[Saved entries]
┄┄┄┄┄┄┄┄┄┄┄┄┄┄┄┄┄┄┄┄
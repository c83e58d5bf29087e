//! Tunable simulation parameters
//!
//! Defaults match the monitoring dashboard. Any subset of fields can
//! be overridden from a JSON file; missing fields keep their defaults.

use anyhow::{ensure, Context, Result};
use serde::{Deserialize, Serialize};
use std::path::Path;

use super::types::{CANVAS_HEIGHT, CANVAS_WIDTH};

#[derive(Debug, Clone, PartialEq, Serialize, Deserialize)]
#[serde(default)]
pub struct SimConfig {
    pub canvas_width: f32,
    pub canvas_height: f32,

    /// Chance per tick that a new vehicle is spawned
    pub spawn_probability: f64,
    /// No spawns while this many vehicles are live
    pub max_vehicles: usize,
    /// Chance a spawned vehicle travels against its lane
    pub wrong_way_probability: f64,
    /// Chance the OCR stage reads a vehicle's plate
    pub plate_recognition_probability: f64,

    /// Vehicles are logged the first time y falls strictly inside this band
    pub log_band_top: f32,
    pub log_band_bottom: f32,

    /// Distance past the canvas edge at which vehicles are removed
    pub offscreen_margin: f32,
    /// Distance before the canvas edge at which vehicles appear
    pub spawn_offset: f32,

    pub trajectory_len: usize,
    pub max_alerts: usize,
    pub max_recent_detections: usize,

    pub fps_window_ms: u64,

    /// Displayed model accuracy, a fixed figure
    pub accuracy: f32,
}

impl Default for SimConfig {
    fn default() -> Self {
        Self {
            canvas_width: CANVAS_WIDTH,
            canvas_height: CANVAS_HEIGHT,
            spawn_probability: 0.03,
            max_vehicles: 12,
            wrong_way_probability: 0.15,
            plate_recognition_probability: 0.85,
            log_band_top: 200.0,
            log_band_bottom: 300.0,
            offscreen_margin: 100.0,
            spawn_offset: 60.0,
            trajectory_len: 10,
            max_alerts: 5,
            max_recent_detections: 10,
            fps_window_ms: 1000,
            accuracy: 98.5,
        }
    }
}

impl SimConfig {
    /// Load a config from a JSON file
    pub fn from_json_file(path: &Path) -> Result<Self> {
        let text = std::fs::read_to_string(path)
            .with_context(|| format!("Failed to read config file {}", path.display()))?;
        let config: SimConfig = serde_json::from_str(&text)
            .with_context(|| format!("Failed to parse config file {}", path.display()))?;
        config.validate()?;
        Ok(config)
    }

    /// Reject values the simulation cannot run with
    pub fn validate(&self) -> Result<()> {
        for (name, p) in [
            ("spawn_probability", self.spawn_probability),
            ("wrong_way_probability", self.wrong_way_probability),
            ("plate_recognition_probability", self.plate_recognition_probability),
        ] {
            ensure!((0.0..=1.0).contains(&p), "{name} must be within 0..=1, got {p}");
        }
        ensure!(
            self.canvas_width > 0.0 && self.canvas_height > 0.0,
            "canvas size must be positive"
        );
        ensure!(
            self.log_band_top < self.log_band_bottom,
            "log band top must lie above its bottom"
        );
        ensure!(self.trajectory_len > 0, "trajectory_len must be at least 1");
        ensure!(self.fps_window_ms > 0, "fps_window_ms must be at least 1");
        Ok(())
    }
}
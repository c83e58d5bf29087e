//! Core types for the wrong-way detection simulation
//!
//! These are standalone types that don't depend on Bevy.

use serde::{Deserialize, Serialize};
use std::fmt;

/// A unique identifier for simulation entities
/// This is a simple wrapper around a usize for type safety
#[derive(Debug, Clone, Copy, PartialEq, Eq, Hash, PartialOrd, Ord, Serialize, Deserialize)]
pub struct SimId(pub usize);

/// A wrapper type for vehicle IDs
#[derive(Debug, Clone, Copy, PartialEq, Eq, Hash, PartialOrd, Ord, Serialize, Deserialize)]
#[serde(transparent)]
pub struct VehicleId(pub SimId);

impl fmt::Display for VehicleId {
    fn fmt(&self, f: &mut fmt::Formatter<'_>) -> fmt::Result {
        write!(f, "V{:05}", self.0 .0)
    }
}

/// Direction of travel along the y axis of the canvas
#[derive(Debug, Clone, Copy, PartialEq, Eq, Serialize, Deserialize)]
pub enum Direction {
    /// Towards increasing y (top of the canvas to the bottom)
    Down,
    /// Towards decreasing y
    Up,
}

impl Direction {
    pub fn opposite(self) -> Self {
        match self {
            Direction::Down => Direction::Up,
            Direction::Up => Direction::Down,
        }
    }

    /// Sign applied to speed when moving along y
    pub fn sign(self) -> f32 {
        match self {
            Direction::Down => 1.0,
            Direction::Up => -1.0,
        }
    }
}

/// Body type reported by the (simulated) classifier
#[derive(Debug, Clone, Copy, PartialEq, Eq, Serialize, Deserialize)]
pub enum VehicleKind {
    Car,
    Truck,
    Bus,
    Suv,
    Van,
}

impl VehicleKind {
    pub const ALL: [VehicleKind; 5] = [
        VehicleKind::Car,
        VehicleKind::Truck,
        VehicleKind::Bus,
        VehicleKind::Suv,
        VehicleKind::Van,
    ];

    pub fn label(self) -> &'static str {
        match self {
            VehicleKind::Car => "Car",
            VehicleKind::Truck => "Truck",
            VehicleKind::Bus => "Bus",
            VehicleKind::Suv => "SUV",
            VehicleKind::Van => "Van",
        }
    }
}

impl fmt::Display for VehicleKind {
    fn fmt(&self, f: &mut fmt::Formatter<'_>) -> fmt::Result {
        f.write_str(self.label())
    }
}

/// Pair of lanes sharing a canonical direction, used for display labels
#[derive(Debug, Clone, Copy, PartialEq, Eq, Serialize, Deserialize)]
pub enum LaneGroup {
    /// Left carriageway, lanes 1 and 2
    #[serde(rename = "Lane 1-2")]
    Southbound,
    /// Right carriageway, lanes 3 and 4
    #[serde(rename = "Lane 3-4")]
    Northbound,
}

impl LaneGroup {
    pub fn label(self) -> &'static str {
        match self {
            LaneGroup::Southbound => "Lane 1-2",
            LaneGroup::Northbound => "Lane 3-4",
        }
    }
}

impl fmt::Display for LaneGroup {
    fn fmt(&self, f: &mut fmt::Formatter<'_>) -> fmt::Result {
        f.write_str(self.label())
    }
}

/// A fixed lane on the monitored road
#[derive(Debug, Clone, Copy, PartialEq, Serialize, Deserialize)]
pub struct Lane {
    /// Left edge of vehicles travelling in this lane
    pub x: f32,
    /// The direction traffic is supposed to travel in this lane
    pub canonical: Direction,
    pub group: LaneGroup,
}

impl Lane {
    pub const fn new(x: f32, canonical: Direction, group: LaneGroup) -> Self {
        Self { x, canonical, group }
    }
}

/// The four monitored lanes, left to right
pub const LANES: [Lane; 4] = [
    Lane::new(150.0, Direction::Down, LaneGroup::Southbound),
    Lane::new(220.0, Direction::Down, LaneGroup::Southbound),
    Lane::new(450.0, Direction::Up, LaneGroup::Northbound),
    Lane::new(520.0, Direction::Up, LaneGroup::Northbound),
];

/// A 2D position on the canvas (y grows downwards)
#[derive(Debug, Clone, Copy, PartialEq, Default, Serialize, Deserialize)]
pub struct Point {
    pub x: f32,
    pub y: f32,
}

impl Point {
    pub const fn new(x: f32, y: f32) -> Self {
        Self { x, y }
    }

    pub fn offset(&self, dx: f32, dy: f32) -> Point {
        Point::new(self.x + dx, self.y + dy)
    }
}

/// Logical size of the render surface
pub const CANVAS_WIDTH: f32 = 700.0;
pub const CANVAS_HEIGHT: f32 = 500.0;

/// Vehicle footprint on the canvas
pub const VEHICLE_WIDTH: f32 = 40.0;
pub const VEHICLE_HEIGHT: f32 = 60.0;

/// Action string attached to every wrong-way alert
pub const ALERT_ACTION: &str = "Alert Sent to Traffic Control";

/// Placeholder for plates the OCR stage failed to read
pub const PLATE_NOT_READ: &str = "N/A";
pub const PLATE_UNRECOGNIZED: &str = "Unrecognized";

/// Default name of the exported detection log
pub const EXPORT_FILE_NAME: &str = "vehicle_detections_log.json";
┄┄┄┄┄┄┄┄┄┄┄┄┄┄┄┄┄┄┄┄
▸ **WHAT YOU ARE ASKED TO DO**
Return, word for word, the lines of the data above from the line with "config from a JSON file" through the line with "pub fn validate(&self)", inclusive.

▸ **WRITTEN SOLUTION**
    /// Load a config from a JSON file
    pub fn from_json_file(path: &Path) -> Result<Self> {
        let text = std::fs::read_to_string(path)
            .with_context(|| format!("Failed to read config file {}", path.display()))?;
        let config: SimConfig = serde_json::from_str(&text)
            .with_context(|| format!("Failed to parse config file {}", path.display()))?;
        config.validate()?;
        Ok(config)
    }

    /// Reject values the simulation cannot run with
    pub fn validate(&self) -> Result<()> {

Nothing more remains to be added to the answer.